The Israeli Union for Relocation has calculated the accumulated damages, and has estimated its cost. Considering that Israeli firms send some 3000 Israeli experts each year, at an assignment cost of 200,000 $ with an amount of failures of 15% - we reach the astronomical sum of 100 million $ of loss.

“However, the damage caused on the ground is even higher,” says Nini, “since that sum doesn’t include the cost of halting a project while waiting for another expert sent in replacement, the loss of specialization knowledge, the training, and we haven’t yet mention the detriment to the image of the Israeli firms facing the companies abroad” adds Nini.

“Relocation is like a puzzle, made of several pieces that require a lot of knowledge and experience in order to be assembled into an expertise” says Adv Kan-Tor & Acco ,expert in laws and rules for moveable employees, and adds:  “We have witnessed a lot of cases in which companies realized the high cost of the relocation long after they won the tender.” 

Kan-Tor, who is the president of the committee for visas at the Israel-America Chamber of Commerce adds that attempt to reduce the cost of the relocation contribute a lot to the failure of the process, and ends up in the frustration of the employee. “That is what happens if, for example, a company tries to reduce the expenses by renting an inappropriate housing in a cheaper area, or tries to reduce the payment for the children of the relocated educational needs.”

(photo credit: ANNA NINI)
 

All these should have lighted a flare for the companies involved in relocation, yet as Nini emphasizes, most of them are still acting according to an Israeli adage, saying that “we will cross that bridge when we reach it” instead of learning from other companies’ experience and avoid the misfortune of a failure.

One of the aspects that should be taken into consideration is  adapting the housing accommodation of the relocated with the needs and habits of his family.

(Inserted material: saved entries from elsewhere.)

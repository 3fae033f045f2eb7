//! The Station resources-vs-tools steps

use async_trait::async_trait;
use serde::{Deserialize, Serialize};
use serde_json::{Map, Value, json};
use tracing::debug;

use crate::payload::{self, Collection, ToolPayload};
use crate::report::StepFailure;
use crate::sequencer::{ConformanceStep, CreatedAgent, Dependency, RunContext, StepId};
use crate::session::SessionClient;
use crate::uri;

/// Tool invoked to create the agent that later steps read back
pub const CREATE_AGENT_TOOL: &str = "create_agent";

/// Environment used when neither the fixture nor the run supplies one
pub const DEFAULT_ENVIRONMENT_ID: i64 = 1;

/// Arguments for the `create_agent` call
#[derive(Debug, Clone, PartialEq, Eq, Serialize, Deserialize)]
#[serde(default)]
pub struct AgentFixture {
    /// Agent name
    pub name: String,
    /// Agent description
    pub description: String,
    /// System prompt
    pub prompt: String,
    /// Target environment; falls back to the first environment read
    pub environment_id: Option<i64>,
    /// Maximum execution steps
    pub max_steps: u32,
    /// Whether the agent starts enabled
    pub enabled: bool,
    /// Append a timestamp to the name so repeated runs do not collide
    pub unique_name: bool,
}

impl Default for AgentFixture {
    fn default() -> Self {
        Self {
            name: "test-mcp-agent".to_string(),
            description: "Test agent created via MCP to validate the resources vs tools split"
                .to_string(),
            prompt: "You are a test agent created to validate Station's MCP resources vs tools \
                     implementation. Respond with 'MCP Test Successful!' when called."
                .to_string(),
            environment_id: None,
            max_steps: 3,
            enabled: true,
            unique_name: true,
        }
    }
}

impl AgentFixture {
    fn agent_name(&self) -> String {
        if self.unique_name {
            format!("{}-{}", self.name, chrono::Utc::now().timestamp_millis())
        } else {
            self.name.clone()
        }
    }

    fn arguments(&self, name: &str, environment_id: i64) -> Map<String, Value> {
        let args = json!({
            "name": name,
            "description": self.description,
            "prompt": self.prompt,
            // Station parses environment_id from a string argument
            "environment_id": environment_id.to_string(),
            "max_steps": self.max_steps,
            "enabled": self.enabled,
        });
        match args {
            Value::Object(map) => map,
            _ => Map::new(),
        }
    }
}

/// The standard pipeline in execution order
pub fn standard(fixture: AgentFixture) -> Vec<Box<dyn ConformanceStep>> {
    vec![
        Box::new(ListResources),
        Box::new(ReadEnvironments),
        Box::new(ReadCollection {
            id: StepId::ReadAgents,
            uri: uri::AGENTS_URI,
            items_field: "agents",
        }),
        Box::new(ReadCollection {
            id: StepId::ReadMcpConfigs,
            uri: uri::MCP_CONFIGS_URI,
            items_field: "mcp_configs",
        }),
        Box::new(ListTools),
        Box::new(CreateAgent { fixture }),
        Box::new(ReadAgentDetails),
        Box::new(ReadAgentRuns),
        Box::new(ReadEnvironmentTools),
    ]
}

async fn read_payload(session: &mut SessionClient, uri: &str) -> Result<Value, StepFailure> {
    let result = session.read_resource(uri).await?;
    Ok(payload::resource_text(&result)?)
}

async fn read_collection(
    session: &mut SessionClient,
    uri: &str,
    items_field: &str,
) -> Result<Collection, StepFailure> {
    let payload = read_payload(session, uri).await?;
    Ok(payload::counted(&payload, "total_count", items_field)?)
}

fn expect_eq<T: PartialEq + std::fmt::Debug>(
    what: &str,
    actual: T,
    expected: T,
) -> Result<(), StepFailure> {
    if actual == expected {
        Ok(())
    } else {
        Err(StepFailure::assertion(format!(
            "{} is {:?}, expected {:?}",
            what, actual, expected
        )))
    }
}

/// `resources/list` returns a well-formed (possibly empty) descriptor list
pub struct ListResources;

#[async_trait]
impl ConformanceStep for ListResources {
    fn id(&self) -> StepId {
        StepId::ListResources
    }

    async fn execute(
        &self,
        session: &mut SessionClient,
        _ctx: &mut RunContext,
    ) -> Result<String, StepFailure> {
        let result = session.list_resources().await?;
        let resources = payload::resource_list(&result)?;
        for resource in &resources {
            debug!("Resource {} - {}", resource.uri, resource.name);
        }
        Ok(format!("found {} resources", resources.len()))
    }
}

/// Environments collection; remembers the first environment id
pub struct ReadEnvironments;

#[async_trait]
impl ConformanceStep for ReadEnvironments {
    fn id(&self) -> StepId {
        StepId::ReadEnvironments
    }

    async fn execute(
        &self,
        session: &mut SessionClient,
        ctx: &mut RunContext,
    ) -> Result<String, StepFailure> {
        let environments = read_collection(session, uri::ENVIRONMENTS_URI, "environments").await?;
        ctx.environment_id = environments
            .items
            .first()
            .and_then(|env| env.get("id"))
            .and_then(Value::as_i64);

        Ok(format!("{} environments", environments.total_count))
    }
}

/// A fixed collection resource read with the double decode
pub struct ReadCollection {
    /// Step identity
    pub id: StepId,
    /// Collection URI
    pub uri: &'static str,
    /// Field holding the entity sequence
    pub items_field: &'static str,
}

#[async_trait]
impl ConformanceStep for ReadCollection {
    fn id(&self) -> StepId {
        self.id
    }

    async fn execute(
        &self,
        session: &mut SessionClient,
        _ctx: &mut RunContext,
    ) -> Result<String, StepFailure> {
        let collection = read_collection(session, self.uri, self.items_field).await?;
        if collection.items.is_empty() {
            Ok(format!("no {} yet", self.items_field))
        } else {
            Ok(format!("{} {}", collection.total_count, self.items_field))
        }
    }
}

/// `tools/list` returns a well-formed descriptor list
pub struct ListTools;

#[async_trait]
impl ConformanceStep for ListTools {
    fn id(&self) -> StepId {
        StepId::ListTools
    }

    async fn execute(
        &self,
        session: &mut SessionClient,
        _ctx: &mut RunContext,
    ) -> Result<String, StepFailure> {
        let result = session.list_tools().await?;
        let tools = payload::tool_list(&result)?;
        for tool in &tools {
            debug!("Tool {} - {}", tool.name, tool.description);
        }
        Ok(format!("found {} tools", tools.len()))
    }
}

/// Mutating tool call whose new id is chained into later reads
pub struct CreateAgent {
    /// Arguments to send
    pub fixture: AgentFixture,
}

#[async_trait]
impl ConformanceStep for CreateAgent {
    fn id(&self) -> StepId {
        StepId::CreateAgent
    }

    async fn execute(
        &self,
        session: &mut SessionClient,
        ctx: &mut RunContext,
    ) -> Result<String, StepFailure> {
        let name = self.fixture.agent_name();
        let environment_id = self
            .fixture
            .environment_id
            .or(ctx.environment_id)
            .unwrap_or(DEFAULT_ENVIRONMENT_ID);

        let result = session
            .call_tool(CREATE_AGENT_TOOL, self.fixture.arguments(&name, environment_id))
            .await?;

        let payload = match payload::tool_text(&result)? {
            ToolPayload::Structured(payload) => payload,
            ToolPayload::Failed(message) => {
                return Err(StepFailure::Application {
                    code: None,
                    message,
                });
            }
        };

        match payload.get("success").and_then(Value::as_bool) {
            Some(true) => {}
            Some(false) => {
                let reason = payload
                    .get("error")
                    .or_else(|| payload.get("message"))
                    .and_then(Value::as_str)
                    .unwrap_or("no reason given");
                return Err(StepFailure::assertion(format!(
                    "{} reported success=false: {}",
                    CREATE_AGENT_TOOL, reason
                )));
            }
            None => {
                return Err(StepFailure::assertion(format!(
                    "{} payload has no boolean 'success'",
                    CREATE_AGENT_TOOL
                )));
            }
        }

        let id = payload::integer_at(&payload, "/agent/id")?;
        ctx.agent = Some(CreatedAgent {
            id,
            name: name.clone(),
            description: self.fixture.description.clone(),
        });

        Ok(format!("created agent '{}' with id {}", name, id))
    }
}

/// Read-after-write: the created agent is visible through its resource
pub struct ReadAgentDetails;

#[async_trait]
impl ConformanceStep for ReadAgentDetails {
    fn id(&self) -> StepId {
        StepId::ReadAgentDetails
    }

    fn dependency(&self) -> Option<Dependency> {
        Some(Dependency::CreatedAgent)
    }

    async fn execute(
        &self,
        session: &mut SessionClient,
        ctx: &mut RunContext,
    ) -> Result<String, StepFailure> {
        let agent = ctx
            .agent
            .as_ref()
            .ok_or_else(|| StepFailure::assertion("created agent missing from context"))?;

        let payload = read_payload(session, &uri::AGENT_DETAILS.expand(agent.id)).await?;
        expect_eq("agent.id", payload::integer_at(&payload, "/agent/id")?, agent.id)?;
        expect_eq(
            "agent.name",
            payload::string_at(&payload, "/agent/name")?,
            agent.name.as_str(),
        )?;
        expect_eq(
            "agent.description",
            payload::string_at(&payload, "/agent/description")?,
            agent.description.as_str(),
        )?;

        Ok(format!("agent {} matches what was created", agent.id))
    }
}

/// Run history resource for the created agent
pub struct ReadAgentRuns;

#[async_trait]
impl ConformanceStep for ReadAgentRuns {
    fn id(&self) -> StepId {
        StepId::ReadAgentRuns
    }

    fn dependency(&self) -> Option<Dependency> {
        Some(Dependency::CreatedAgent)
    }

    async fn execute(
        &self,
        session: &mut SessionClient,
        ctx: &mut RunContext,
    ) -> Result<String, StepFailure> {
        let agent = ctx
            .agent
            .as_ref()
            .ok_or_else(|| StepFailure::assertion("created agent missing from context"))?;

        let payload = read_payload(session, &uri::AGENT_RUNS.expand(agent.id)).await?;
        expect_eq("agent.id", payload::integer_at(&payload, "/agent/id")?, agent.id)?;
        let runs = payload::counted(&payload, "runs_count", "runs")?;

        Ok(format!("{} runs for agent {}", runs.total_count, agent.id))
    }
}

/// Tools resource for the environment remembered from the collection read
pub struct ReadEnvironmentTools;

#[async_trait]
impl ConformanceStep for ReadEnvironmentTools {
    fn id(&self) -> StepId {
        StepId::ReadEnvironmentTools
    }

    fn dependency(&self) -> Option<Dependency> {
        Some(Dependency::EnvironmentId)
    }

    async fn execute(
        &self,
        session: &mut SessionClient,
        ctx: &mut RunContext,
    ) -> Result<String, StepFailure> {
        let environment_id = ctx
            .environment_id
            .ok_or_else(|| StepFailure::assertion("environment id missing from context"))?;

        let payload = read_payload(session, &uri::ENVIRONMENT_TOOLS.expand(environment_id)).await?;
        expect_eq(
            "environment.id",
            payload::integer_at(&payload, "/environment/id")?,
            environment_id,
        )?;
        let tools = payload::counted(&payload, "tools_count", "tools")?;

        Ok(format!(
            "{} tools in environment {}",
            tools.total_count, environment_id
        ))
    }
}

For example, a religious employee, who is used to a synagogue at a walking distance will certainly be frustrated to find out that he has to walk a long distance to reach a synagogue, and the same goes for the schools for the children.

 

Although only 8% of the failed relocations are dues to the lack of working permits for the spouses of the relocated employees, this is a problem that companies are totally incapable to resolve. If a spouse doesn’t have the right to work, he or she will remain literally jailed at home, deprived of any capacity to be engaged in any activity. Without social ties and on top of it some cultural gaps – and the road to a sentimental breakaway is very short.

Finally, there is a myth assuming that the highest number of failed relocation is to be found among small firms. However, nothing is far from the reality on the ground than that assumption, as shown in the figures provided by the Israeli Union for Relocation, as 41% of the failure cases in the survey were found in large firms, including international corporations who move hundreds of experts from one country to another each year. 

The reason is simple, according to the Israeli Union for Relocation, since in large firms the tendency is to apply the same pattern for all hired employees. Relocation, point out the experts of the Union, is a tailor-made work to be done, adapting each aspect and side to the candidate for the job, and shouldn’t be done by  applying one model on everyone. That personal attitude is more characteristic to small and medium firms, where, especially in start-up companies, the founders and the owners are those who conduct the delicate labor of matching the perfect candidate for the specific job and its environment.

 

 

When Uri was asked to give some advices from his own experience, he suggested that candidates for relocation should insist to be given the opportunity to fly to the location with their spouses, so that they will get a real glimpse at what is awaiting them. This, added to a personal and serious inquiry about the location, the conditions and anything related to a long sojourn there is significant. “Don’t disregard any detail that might seem at first not important” conclude Uri, “it could turn out to be exactly the most important issue once there.”